Hawaiian Sugarcane Varieties


There are a variety of Hawaiian sugarcane that have been developed and cultivated over the years, each with its own unique characteristics. While there are numerous variations, here are some notable Hawaiian sugarcane varieties:


  1. Kō: A traditional Hawaiian sugarcane variety known for its adaptability and versatility. It has been cultivated for centuries and used for both sugar production and traditional practices.
  2. Lāhainā: Historically grown in the Lāhainā region of Maui, Lāhainā sugarcane is recognized for its distinct flavor profile and appearance. It was a prominent cultivar in the sugarcane industry.
  3. Ko‘ko‘o: This variety is associated with the concept of “stubbornness” or “resilience.” It has a reputation for being hardy and resistant to adverse conditions.
  4. Manulele: Translating to “flying bird,” Manulele is a cane often referenced in hana aloha ceremonies, which aim to invoke love in distant individuals. It symbolizes the idea of carrying prayers to a targeted lover.
  5. Mīkokoi: A lighter brown mutant of ‘Manulele,’ Mīkokoi is associated with the concept of nibbling or eating in small portions, resembling salt with poi.
  6. Moano: Named after a pale red color, Moano is often associated with the red goatfish, known for its red color, believed to be caused by the fish consuming lehua flowers.
  7. Nānahu: Also known as ‘‘Akilolo ‘Ula‘ula,’ Nānahu is the red mutant of ‘‘Akilolo.’ It is used in traditional tattoo ink, mixed with charcoal or soot from burnt kukui.
  8. ‘Ōhi‘a: Named after the mountain apple (‘Ōhi‘a ‘ai’), ‘Ōhi‘a sugarcane has deep red and green colors resembling the growth and flowers of the mountain apple.
  9. ‘Oliana: Meaning “Oriental,” ‘Oliana is known for its flowers varying from white to bright pink. It has small, hairy seeds resembling cane seeds.
  10. ‘Uala Lehu: Translating to “ashen or gray ‘Uala,” ‘Uala Lehu is a pale yellow to pale green cane with flesh similar to the ‘ulu (breadfruit).
  11. Uluhui: Also known as ‘Āwela Melemele, Uluhui is equated to ‘Awela Melemele by Moir. It has reported medicinal uses as a salve.
  12. ‘Ula‘ula: Meaning “red,” ‘Ula‘ula is associated with the sacred color in Hawaiian culture. It may denote blood, red kapa cloth, or a variety of kalo with red veins.
  13. Waimea Homestead: Collected at the Wailua Homestead, this cane exhibits an unusual characteristic of having a thin stripe of bright yellow. It is a vigorous producer and is common in backyards on Kauai.
  14. Wai‘ōhi‘a: Named after the juice of the mountain apple, Wai‘ōhi‘a may also refer to the coloration of the mountain apple tree.

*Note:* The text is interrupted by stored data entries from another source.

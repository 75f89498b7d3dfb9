//! Hardware-in-the-loop fix injection
//!
//! A simulator can push a fix straight into instance 0. Doing so disables the
//! instance's selector and drops any real driver, so live detection never
//! competes with the injected data. Live detection only comes back through
//! [`GpsManager::set_params`].

use core::f32::consts::PI;

use nalgebra::Vector3;

use super::backend::gps_week_from_epoch_ms;
use super::manager::GpsManager;
use super::state::{GpsStatus, Location};
use crate::core::parameters::GpsType;
use crate::core::traits::TimeSource;
use crate::platform::traits::UartInterface;

const RAD_TO_DEG: f32 = 180.0 / PI;

impl<U: UartInterface, T: TimeSource> GpsManager<U, T> {
    /// Overwrite instance 0 with a simulated fix
    ///
    /// `time_epoch_ms` is milliseconds since the GPS epoch. Ground speed and
    /// course are derived from the horizontal part of `velocity` (NED, m/s).
    pub fn set_hil(
        &mut self,
        status: GpsStatus,
        time_epoch_ms: u64,
        location: Location,
        velocity: Vector3<f32>,
        num_sats: u8,
    ) {
        let now_ms = self.time.now_ms();
        let instance = &mut self.instances[0];

        let state = &mut instance.state;
        state.status = status;
        state.location = location;
        state.velocity = velocity;
        state.ground_speed = libm::hypotf(velocity.x, velocity.y);
        state.ground_course_cd =
            (libm::roundf(libm::atan2f(velocity.y, velocity.x) * RAD_TO_DEG * 100.0) as i32).rem_euclid(36_000);
        state.hdop = 0;
        state.num_sats = num_sats;
        state.have_vertical_velocity = false;
        state.last_gps_time_ms = now_ms;

        let (week, week_ms) = gps_week_from_epoch_ms(time_epoch_ms);
        state.time_week = week;
        state.time_week_ms = week_ms;

        instance.timing.last_message_time_ms = now_ms;
        instance.timing.last_fix_time_ms = now_ms;

        if self.params.gps_type[0] != GpsType::None {
            crate::log_info!("GPS 0: HIL fix injected, live detection disabled");
        }
        self.params.gps_type[0] = GpsType::None;
        instance.release();
    }
}
//! Logging abstraction
//!
//! `log_*!` macros with one call syntax for every target:
//! - Embedded (`defmt` feature): forwarded to defmt
//! - Host tests: printed with a level tag
//! - Host non-test: compiled out, arguments still type-checked
//!
//! Format strings must stay within the subset defmt and `core::fmt` share
//! (`{}` and `{:?}`).

#[doc(hidden)]
#[inline(always)]
pub fn discard(_args: ::core::fmt::Arguments<'_>) {}

#[doc(hidden)]
#[macro_export]
macro_rules! __log_discard {
    ($($arg:tt)*) => {{
        #[cfg(all(not(feature = "defmt"), not(test)))]
        $crate::core::logging::discard(::core::format_args!($($arg)*));
    }};
}

/// Log informational message
#[macro_export]
macro_rules! log_info {
    ($($arg:tt)*) => {{
        #[cfg(feature = "defmt")]
        ::defmt::info!($($arg)*);

        #[cfg(all(not(feature = "defmt"), test))]
        println!("[INFO] {}", format!($($arg)*));

        $crate::__log_discard!($($arg)*);
    }};
}

/// Log warning message
#[macro_export]
macro_rules! log_warn {
    ($($arg:tt)*) => {{
        #[cfg(feature = "defmt")]
        ::defmt::warn!($($arg)*);

        #[cfg(all(not(feature = "defmt"), test))]
        println!("[WARN] {}", format!($($arg)*));

        $crate::__log_discard!($($arg)*);
    }};
}

/// Log error message
#[macro_export]
macro_rules! log_error {
    ($($arg:tt)*) => {{
        #[cfg(feature = "defmt")]
        ::defmt::error!($($arg)*);

        #[cfg(all(not(feature = "defmt"), test))]
        eprintln!("[ERROR] {}", format!($($arg)*));

        $crate::__log_discard!($($arg)*);
    }};
}

/// Log debug message
#[macro_export]
macro_rules! log_debug {
    ($($arg:tt)*) => {{
        #[cfg(feature = "defmt")]
        ::defmt::debug!($($arg)*);

        #[cfg(all(not(feature = "defmt"), test))]
        println!("[DEBUG] {}", format!($($arg)*));

        $crate::__log_discard!($($arg)*);
    }};
}

#[cfg(test)]
mod tests {
    use crate::devices::gps::GpsProtocol;
    use crate::platform::{PlatformError, UartError};

    #[test]
    fn test_macros_accept_shared_format_subset() {
        let err = PlatformError::Uart(UartError::Overrun);
        crate::log_info!("GPS {}: detected {:?}", 0, GpsProtocol::Ublox);
        crate::log_warn!("GPS: write failed: {}", err);
        crate::log_error!("plain message");
        crate::log_debug!("trying {} baud", 38_400u32);
    }
}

History of Hawaiian Sugarcane Cultivation


In the 1820s and 1830s, Western influence, particularly from the United States, began to shape Hawaiʻi’s economic landscape. American entrepreneurs recognized the potential for sugarcane cultivation, given the islands’ favorable climate and soil conditions. The establishment of large sugarcane plantations marked the beginning of an era that would define Hawaiʻi’s economic and social structure.


The plantation era, starting in the mid-19th century, saw the rapid expansion of sugarcane cultivation. The demand for sugar, driven by global markets, led to the establishment of vast plantations across the islands. To meet the growing labor demands, plantation owners brought in waves of immigrant workers from China, Japan, the Philippines, Portugal, and other countries. This influx of diverse cultures left a lasting impact on Hawaiʻi’s demographic and cultural makeup.


Sugarcane cultivation became the backbone of Hawaiʻi’s economy, and by the late 1800s, the islands were among the world’s leading sugar producers. The industry’s success brought economic prosperity but also raised social challenges, including labor issues and the concentration of economic power in the hands of a few elite families.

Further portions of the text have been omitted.